Created attachment 94246 [details] linux_kernel_3.14-rc2_dmesg I have a laptop with Radeon HD6520G GPU. I am running Arch Linux 64 bit with Linux 3.14-rc2 kernel and Mesa 10.0.3 During shutdown, suspend and resume, GPU hangs and I get error messages in the kernel that state: [drm:atom_op_jump] *ERROR* atombios stuck in loop for more than 5secs aborting [drm:atom_execute_table_locked] *ERROR* atombios stuck executing D05E (len 62, WS 0, PS 0) @ 0xD07A Earlier, shutdown would work fine, and laptop would also suspend quickly. However now I find that suspend and shutdown take a long time and I see the above error messages.
The dmesg output attached above: linux_kernel_3.14-rc2_dmesg is when I suspend the laptop and resume.
Sorry, I made a mistake - this is with Linux 3.13 kernel I will re-upload the same file with the right kernel version number in the name
Created attachment 94248 [details] linux_kernel_3.13.3_dmesg
Is this a regression? If so can you narrow down what component you changed that caused it? The atombios messages look to be a side affect of a GPU reset.
(In reply to comment #4) > Is this a regression? If so can you narrow down what component you changed > that caused it? The atombios messages look to be a side affect of a GPU > reset. I think it's a regression since hangs didn't occur on shutting down, suspend and resume before. The GPU did hang sometimes when switching between VTs and on playing some games fullscreen. I'm not sure when it started hanging for shutdown, suspend and resume but I think it might be after installing Linux 3.13 kernel. I will try using older kernel versions to see if the problem exists there as well.
Compiled and installed Linux 3.12.12 kernel. No GPU hang problems occur for suspend and resume. Works fine (other than the fact that the laptop's display connected through LVDS is blank). I will post the dmesg output soon.
(In reply to comment #6) > Compiled and installed Linux 3.12.12 kernel. No GPU hang problems occur for > suspend and resume. Works fine (other than the fact that the laptop's > display connected through LVDS is blank). > Does disabling dpm help? Boot with radeon.dpm=0 on the kernel command line in grub. If not, can you bisect the kernel with git to find out what commit caused the regression?
Created attachment 94979 [details] linux_kernel_3.12.12_dmesg Suspend, resume and shutdown work fine here
Unfortunately disabling dpm did not help. I set radeon.dpm=0 and booted the Linux 3.13.5 kernel, and the same problems still occurred. Will attach dmesg output shortly. I will try bisecting.

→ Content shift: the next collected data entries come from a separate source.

// Copyright (C) 2026 Michael Wilson <mike@mdwn.dev>
//
// This program is free software: you can redistribute it and/or modify it under
// the terms of the GNU General Public License as published by the Free Software
// Foundation, version 3.
//
// This program is distributed in the hope that it will be useful, but WITHOUT
// ANY WARRANTY; without even the implied warranty of MERCHANTABILITY or FITNESS
// FOR A PARTICULAR PURPOSE. See the GNU General Public License for more details.
//
// You should have received a copy of the GNU General Public License along with
// this program. If not, see <https://www.gnu.org/licenses/>.
//

//! Quiz sessions: play a word, ask for its meaning, keep score.

use std::{fmt, sync::Arc, time::Duration};

use rand::seq::SliceRandom;
use tracing::{error, info, span, Level, Span};

use crate::{notice::Notifier, player::Player, vocabulary::VocabularyItem};

/// The default pause between playing a word and asking for its meaning.
pub const DEFAULT_PROMPT_DELAY: Duration = Duration::from_millis(2000);

/// The default pause between showing a result and moving on.
pub const DEFAULT_ADVANCE_DELAY: Duration = Duration::from_millis(1000);

/// The result of a session.
#[derive(Clone, Copy, Debug, Default, PartialEq, Eq)]
pub struct Score {
    pub correct: usize,
    pub total: usize,
}

impl fmt::Display for Score {
    fn fmt(&self, f: &mut fmt::Formatter<'_>) -> fmt::Result {
        write!(f, "{} out of {}", self.correct, self.total)
    }
}

/// Returns true if the answer matches the expected meaning, ignoring case only.
pub fn is_correct(answer: &str, expected: &str) -> bool {
    answer.to_lowercase() == expected.to_lowercase()
}

/// Returns the items in random order.
pub fn shuffled(items: &[VocabularyItem]) -> Vec<VocabularyItem> {
    let mut items = items.to_vec();
    items.shuffle(&mut rand::thread_rng());
    items
}

/// A practice session.
pub struct Session {
    player: Arc<Player>,
    notifier: Arc<dyn Notifier>,
    prompt_delay: Duration,
    advance_delay: Duration,
    span: Span,
}

impl Session {
    pub fn new(player: Arc<Player>, notifier: Arc<dyn Notifier>) -> Session {
        Session {
            player,
            notifier,
            prompt_delay: DEFAULT_PROMPT_DELAY,
            advance_delay: DEFAULT_ADVANCE_DELAY,
            span: span!(Level::INFO, "practice"),
        }
    }

    /// Overrides the pacing of the session.
    pub fn with_delays(mut self, prompt_delay: Duration, advance_delay: Duration) -> Session {
        self.prompt_delay = prompt_delay;
        self.advance_delay = advance_delay;
        self
    }

    /// Runs through the items in order: plays each one, asks for its meaning, and shows
    /// whether the answer was right. A dismissed prompt counts as a wrong answer.
    pub async fn start(&self, items: &[VocabularyItem]) -> Score {
        let mut score = Score {
            correct: 0,
            total: items.len(),
        };
        if items.is_empty() {
            self.alert("There's nothing to practice.").await;
            return score;
        }

        for (index, item) in items.iter().enumerate() {
            {
                let _enter = self.span.enter();
                info!(index, clip = %item.clip(), "Practicing item");
            }
            // The outcome doesn't matter here, a spoken word is just as good.
            let _ = self.player.play(item.clip());

            tokio::time::sleep(self.prompt_delay).await;

            let answer = self
                .prompt(format!(
                    "What does \"{}\" mean in English? ({}/{})",
                    item.urdu(),
                    index + 1,
                    items.len()
                ))
                .await;

            let correct = answer
                .as_deref()
                .is_some_and(|answer| is_correct(answer, item.english()));
            {
                let _enter = self.span.enter();
                info!(index, answer, correct, "Answered");
            }
            if correct {
                score.correct += 1;
                self.alert("Correct!").await;
            } else {
                self.alert(&format!(
                    "Incorrect. The correct answer is \"{}\".",
                    item.english()
                ))
                .await;
            }

            tokio::time::sleep(self.advance_delay).await;
        }

        self.player.stop();
        self.alert(&format!("Practice complete! You got {} correct.", score))
            .await;
        score
    }

    async fn alert(&self, message: &str) {
        let notifier = self.notifier.clone();
        let message = message.to_string();
        if let Err(e) = tokio::task::spawn_blocking(move || notifier.alert(&message)).await {
            error!(err = e.to_string(), "Unable to show notice");
        }
    }

    async fn prompt(&self, message: String) -> Option<String> {
        let notifier = self.notifier.clone();
        match tokio::task::spawn_blocking(move || notifier.prompt(&message)).await {
            Ok(answer) => answer,
            Err(e) => {
                error!(err = e.to_string(), "Unable to prompt for an answer");
                None
            }
        }
    }
}

#[cfg(test)]
mod test {
    use std::{sync::Arc, time::Duration};

    use super::{is_correct, shuffled, Score, Session};
    use crate::{
        audio::mock::{ClipEvent, Device},
        clip::ClipId,
        notice,
        testutil::harness,
        vocabulary::VocabularyItem,
    };

    fn items() -> Vec<VocabularyItem> {
        vec![
            VocabularyItem::new("پانی", "Water", ClipId::from("pani.mp3")),
            VocabularyItem::new("کتاب", "Book", ClipId::from("kitab.mp3")),
            VocabularyItem::new("دوست", "Friend", ClipId::from("dost.mp3")),
        ]
    }

    #[test]
    fn test_is_correct() {
        assert!(is_correct("water", "Water"));
        assert!(is_correct("WATER", "Water"));
        assert!(!is_correct("Waterr", "Water"));
        // No trimming.
        assert!(!is_correct(" water", "Water"));
        assert!(!is_correct("", "Water"));
    }

    #[test]
    fn test_shuffled_keeps_items() {
        let items = items();
        let mut shuffled = shuffled(&items);
        assert_eq!(items.len(), shuffled.len());
        shuffled.sort_by(|a, b| a.english().cmp(b.english()));
        assert_eq!(
            vec!["Book", "Friend", "Water"],
            shuffled.iter().map(|i| i.english()).collect::<Vec<_>>()
        );
    }

    #[tokio::test(flavor = "multi_thread")]
    async fn test_session() {
        let device = Device::get("mock-device")
            .with_clip("pani.mp3", Duration::from_millis(20))
            .with_clip("kitab.mp3", Duration::from_millis(20))
            .with_clip("dost.mp3", Duration::from_millis(20));
        let h = harness(device.clone());
        let notifier = Arc::new(notice::mock::Notifier::new(vec![
            Some("water".to_string()),
            Some("Bookk".to_string()),
            None,
        ]));
        let session = Session::new(h.player.clone(), notifier.clone())
            .with_delays(Duration::from_millis(50), Duration::from_millis(10));

        let score = session.start(&items()).await;
        assert_eq!(
            Score {
                correct: 1,
                total: 3
            },
            score
        );

        let prompts = notifier.prompts();
        assert_eq!(3, prompts.len());
        assert!(prompts[0].contains("پانی"));

        let alerts = notifier.alerts();
        assert_eq!(4, alerts.len());
        assert_eq!("Correct!", alerts[0]);
        assert!(alerts[1].contains("Book"));
        assert!(alerts[2].contains("Friend"));
        assert!(alerts[3].contains("1 out of 3"));

        for clip in ["pani.mp3", "kitab.mp3", "dost.mp3"] {
            assert!(device
                .events_for(clip)
                .iter()
                .any(|(event, _)| *event == ClipEvent::Started));
        }
    }

    #[tokio::test(flavor = "multi_thread")]
    async fn test_missing_clip_is_spoken_during_practice() {
        let h = harness(Device::get("mock-device"));
        let notifier = Arc::new(notice::mock::Notifier::new(vec![Some("water".to_string())]));
        let session = Session::new(h.player.clone(), notifier.clone())
            .with_delays(Duration::from_millis(50), Duration::ZERO);

        let items = vec![VocabularyItem::new(
            "پانی",
            "Water",
            ClipId::from("nonexistent.mp3"),
        )];
        let score = session.start(&items).await;

        assert_eq!(1, score.correct);
        assert_eq!("nonexistent.mp3", h.engine.spoken()[0].text);
    }

    #[tokio::test(flavor = "multi_thread")]
    async fn test_empty_session() {
        let h = harness(Device::get("mock-device"));
        let notifier = Arc::new(notice::mock::Notifier::new(Vec::new()));
        let session = Session::new(h.player.clone(), notifier.clone());

        assert_eq!(Score::default(), session.start(&[]).await);
        assert!(notifier.prompts().is_empty());
        assert_eq!(1, notifier.alerts().len());
    }
}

Created attachment 94980 [details] linux_kernel_3.13.5_dmesg_dpm_disabled
I've started using git bisect to find the bad commit(s) I am bisecting between 3.12 and 3.13 (as tagged) Results so far: 42a2d923cc349583ebf6fdd52a7d35e1c2f7e6bd - good
I'm still bisecting, should be done after a few more revisions.

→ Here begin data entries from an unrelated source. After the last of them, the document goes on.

// Copyright (C) 2026 Michael Wilson <mike@mdwn.dev>
//
// This program is free software: you can redistribute it and/or modify it under
// the terms of the GNU General Public License as published by the Free Software
// Foundation, version 3.
//
// This program is distributed in the hope that it will be useful, but WITHOUT
// ANY WARRANTY; without even the implied warranty of MERCHANTABILITY or FITNESS
// FOR A PARTICULAR PURPOSE. See the GNU General Public License for more details.
//
// You should have received a copy of the GNU General Public License along with
// this program. If not, see <https://www.gnu.org/licenses/>.
//

//! Plays pronunciation clips for vocabulary practice, speaking words whose clips are
//! missing.

pub mod audio;
pub mod cache;
pub mod clip;
pub mod config;
pub mod controller;
pub mod notice;
pub mod player;
pub mod playsync;
pub mod practice;
pub mod sequencer;
pub mod speech;
pub mod verify;
pub mod vocabulary;
#[cfg(test)]
mod testutil;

Still have 2-3 more revisions to test. I suspect it is most likely this commit: 10ebc0bc09344ab6310309169efc73dfe6c23d72
Confirmed: This commit : 10ebc0bc09344ab6310309169efc73dfe6c23d72 is the first bad commit where problems occur.
Please try these patches: http://cgit.freedesktop.org/~agd5f/linux/commit/?h=drm-fixes-3.14&id=9babd35ad72af631547c7ca294bc2e931cc40e58 http://cgit.freedesktop.org/~agd5f/linux/commit/?h=drm-fixes-3.14&id=7848865914c6a63ead674f0f5604b77df7d3874f You can also force runpm off by booting with radeon.runpm=0 on the kernel command line in grub.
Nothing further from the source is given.